• _DESCRIPTION OF THE TASK_
Reproduce only the lines from the line containing "within its stage." to the end of the entries below, including both of those lines.

(Collected data)
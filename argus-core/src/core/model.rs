// argus-core/src/core/model.rs
// ============================================================================
// Module: Argus Data Model
// Description: Entity structs for every document kind the pipeline writes.
// Dependencies: serde
// ============================================================================

//! ## Overview
//! These structs are the typed layer above the `serde_json::Value` documents
//! that actually cross the document-store wire boundary (see
//! `argus-store`/`argus-http-client`). Field names use `camelCase` to match
//! the wire shape the mapping contracts in [`crate::core::mapping`] describe.

use serde::Deserialize;
use serde::Serialize;

use crate::core::identifiers::ArtifactId;
use crate::core::identifiers::BuildId;
use crate::core::identifiers::ComponentId;
use crate::core::identifiers::DependencyId;
use crate::core::identifiers::FindingId;
use crate::core::identifiers::IntelId;
use crate::core::identifiers::ReachabilityId;
use crate::core::identifiers::Repo;
use crate::core::identifiers::RunId;
use crate::core::identifiers::TaskId;

/// A single bundle artifact (scanner output file) recorded for a run.
#[derive(Debug, Clone, PartialEq, Serialize, Deserialize)]
#[serde(rename_all = "camelCase")]
pub struct Artifact {
    /// Stable identifier, `hash({repo, buildId, runId, filename, checksum})`.
    pub artifact_id: ArtifactId,
    /// Repository the artifact belongs to.
    pub repo: Repo,
    /// Build identifier the artifact belongs to.
    pub build_id: BuildId,
    /// Run this artifact was ingested under.
    pub run_id: RunId,
    /// Recognized artifact kind (`sarif`, `lockfile`, `sbom`, or `other`).
    pub artifact_type: String,
    /// Original filename within the bundle.
    pub filename: String,
    /// SHA-256 checksum of the artifact's bytes.
    pub checksum: String,
    /// Epoch-millisecond ingestion timestamp.
    pub created_at: i64,
}

/// A normalized finding extracted from a SARIF artifact.
#[derive(Debug, Clone, PartialEq, Serialize, Deserialize)]
#[serde(rename_all = "camelCase")]
pub struct Finding {
    /// Stable identifier, `hash({repo, buildId, fingerprint})`.
    pub finding_id: FindingId,
    /// Repository the finding belongs to.
    pub repo: Repo,
    /// Build identifier the finding belongs to.
    pub build_id: BuildId,
    /// Run this finding was ingested under.
    pub run_id: RunId,
    /// Scanner rule identifier.
    pub rule_id: String,
    /// Scanner-reported severity string.
    pub severity: String,
    /// CVE identifiers associated with this finding, sorted and deduplicated.
    pub cves: Vec<String>,
    /// First of `cves`, if any, surfaced separately since most consumers
    /// only ever use the primary CVE.
    #[serde(skip_serializing_if = "Option::is_none")]
    pub cve: Option<String>,
    /// Affected package name, if applicable.
    pub package: Option<String>,
    /// Affected package version, if applicable.
    pub version: Option<String>,
    /// Source file path reported by the scanner.
    pub file_path: Option<String>,
    /// Source line number reported by the scanner.
    pub line_number: Option<u32>,
    /// Name of the scanning tool that produced this finding.
    pub tool: String,
    /// Stable fingerprint the finding identity is derived from.
    pub fingerprint: String,
    /// Epoch-millisecond ingestion timestamp. Excluded from identity.
    pub created_at: i64,
    /// Attached after the enrich stage: the winning reachability record, if any.
    #[serde(skip_serializing_if = "Option::is_none")]
    pub reachability_id: Option<ReachabilityId>,
    /// Attached after the score stage.
    #[serde(skip_serializing_if = "Option::is_none")]
    pub priority_score: Option<i64>,
}

/// A dependency-graph edge between a parent and a child package.
#[derive(Debug, Clone, PartialEq, Serialize, Deserialize)]
#[serde(rename_all = "camelCase")]
pub struct DependencyEdge {
    /// Stable identifier, `hash({repo, buildId, parent, child, version, scope})`.
    pub dependency_id: DependencyId,
    /// Repository the edge belongs to.
    pub repo: Repo,
    /// Build identifier the edge belongs to.
    pub build_id: BuildId,
    /// Run this edge was ingested under.
    pub run_id: RunId,
    /// Parent package name, or the literal `__root__` for the application entry.
    pub parent: String,
    /// Child package name.
    pub child: String,
    /// Resolved version of the child package.
    pub version: String,
    /// Dependency scope (`runtime`, `dev`, `peer`, ...).
    pub scope: String,
}

/// Virtual root node name used as the dependency graph's single entry point.
pub const ROOT_PACKAGE: &str = "__root__";

/// A single SBOM-reported software component.
#[derive(Debug, Clone, PartialEq, Serialize, Deserialize)]
#[serde(rename_all = "camelCase")]
pub struct SbomComponent {
    /// Stable identifier, `hash({repo, buildId, name, version})`.
    pub component_id: ComponentId,
    /// Repository the component belongs to.
    pub repo: Repo,
    /// Build identifier the component belongs to.
    pub build_id: BuildId,
    /// Run this component was ingested under.
    pub run_id: RunId,
    /// Package URL, when the SBOM provides one.
    pub purl: Option<String>,
    /// Component name.
    pub name: String,
    /// Component version.
    pub version: String,
}

/// Coarse outcome of a reachability analysis, independent of the numeric
/// confidence score.
#[derive(Debug, Clone, Copy, PartialEq, Eq, Serialize, Deserialize)]
#[serde(rename_all = "SCREAMING_SNAKE_CASE")]
pub enum ReachabilityStatus {
    /// A path from the root to the affected package was found.
    Reachable,
    /// No path was found, or the graph held too little information to
    /// decide either way.
    InsufficientData,
}

/// Result of reachability analysis for a single finding.
#[derive(Debug, Clone, PartialEq, Serialize, Deserialize)]
#[serde(rename_all = "camelCase")]
pub struct Reachability {
    /// Stable identifier, `hash({findingId, analysisVersion, path})`.
    pub reachability_id: ReachabilityId,
    /// The finding this analysis applies to.
    pub finding_id: FindingId,
    /// Run this analysis was computed under.
    pub run_id: RunId,
    /// Version tag of the analysis algorithm, part of identity.
    pub analysis_version: String,
    /// Whether a path from the root to the affected package was found.
    pub reachable: bool,
    /// Coarse outcome, redundant with `reachable` but carried on the wire so
    /// consumers never need to re-derive it.
    pub status: ReachabilityStatus,
    /// Human-readable explanation, present when `status` is
    /// `INSUFFICIENT_DATA`.
    #[serde(skip_serializing_if = "Option::is_none")]
    pub reason: Option<String>,
    /// Lexicographically-smallest witness path of package names, root first.
    pub evidence_path: Vec<String>,
    /// Confidence score in `[0.0, 1.0]` derived from path properties.
    pub confidence_score: f64,
    /// Name of the algorithm that produced this record.
    pub method: String,
    /// Epoch-millisecond computation timestamp, from a deterministic seed.
    pub computed_at: i64,
}

/// A threat-intelligence record for a single CVE.
#[derive(Debug, Clone, PartialEq, Serialize, Deserialize)]
#[serde(rename_all = "camelCase")]
pub struct ThreatIntel {
    /// Stable identifier, equal to the uppercased CVE string.
    pub intel_id: IntelId,
    /// Whether CISA's Known Exploited Vulnerabilities catalog lists this CVE.
    pub kev: bool,
    /// EPSS exploitation-probability score in `[0.0, 1.0]`, if known.
    pub epss: Option<f64>,
    /// CVSS base severity label, if known.
    pub severity: Option<String>,
}

/// Lifecycle status of a pipeline run.
#[derive(Debug, Clone, Copy, PartialEq, Eq, Serialize, Deserialize)]
#[serde(rename_all = "SCREAMING_SNAKE_CASE")]
pub enum RunStatus {
    /// The run is currently executing.
    Running,
    /// The run completed all stages successfully.
    Succeeded,
    /// The run failed during some stage.
    Failed,
    /// The run was cancelled before completion.
    Cancelled,
}

/// Header record for a single pipeline run.
#[derive(Debug, Clone, PartialEq, Serialize, Deserialize)]
#[serde(rename_all = "camelCase")]
pub struct Run {
    /// Run identifier, the bundle's content hash unless overridden by the caller.
    pub run_id: RunId,
    /// Repository the run covers.
    pub repo: Repo,
    /// Build identifier the run covers.
    pub build_id: BuildId,
    /// Current lifecycle status.
    pub status: RunStatus,
    /// Epoch-millisecond start timestamp.
    pub started_at: i64,
    /// Epoch-millisecond completion timestamp, once terminal.
    pub finished_at: Option<i64>,
}

/// A single task-log entry recording one pipeline stage event.
#[derive(Debug, Clone, PartialEq, Serialize, Deserialize)]
#[serde(rename_all = "camelCase")]
pub struct TaskLog {
    /// Task identifier, `hash({runId, stage, taskKey})`.
    pub task_id: TaskId,
    /// Run this task belongs to.
    pub run_id: RunId,
    /// Pipeline stage name (`acquire`, `enrich`, `score`, `act`).
    pub stage: String,
    /// Caller-chosen key distinguishing this task within its stage.
    pub task_key: String,
    /// Human-readable log message, truncated to 10 kB.
    pub message: String,
    /// Optional stack trace, truncated to 20 kB.
    pub stack: Option<String>,
    /// Epoch-millisecond log timestamp.
    pub logged_at: i64,
}

/// Maximum length, in bytes, of a [`TaskLog::message`] before truncation.
pub const MAX_LOG_MESSAGE_BYTES: usize = 10 * 1024;
/// Maximum length, in bytes, of a [`TaskLog::stack`] before truncation.
pub const MAX_LOG_STACK_BYTES: usize = 20 * 1024;
/// Maximum length, in bytes, of task-log parameters before replacement with a placeholder.
pub const MAX_LOG_PARAMS_BYTES: usize = 50 * 1024;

• _SOLUTION_
    /// Caller-chosen key distinguishing this task within its stage.
    pub task_key: String,
    /// Human-readable log message, truncated to 10 kB.
    pub message: String,
    /// Optional stack trace, truncated to 20 kB.
    pub stack: Option<String>,
    /// Epoch-millisecond log timestamp.
    pub logged_at: i64,
}

/// Maximum length, in bytes, of a [`TaskLog::message`] before truncation.
pub const MAX_LOG_MESSAGE_BYTES: usize = 10 * 1024;
/// Maximum length, in bytes, of a [`TaskLog::stack`] before truncation.
pub const MAX_LOG_STACK_BYTES: usize = 20 * 1024;
/// Maximum length, in bytes, of task-log parameters before replacement with a placeholder.
pub const MAX_LOG_PARAMS_BYTES: usize = 50 * 1024;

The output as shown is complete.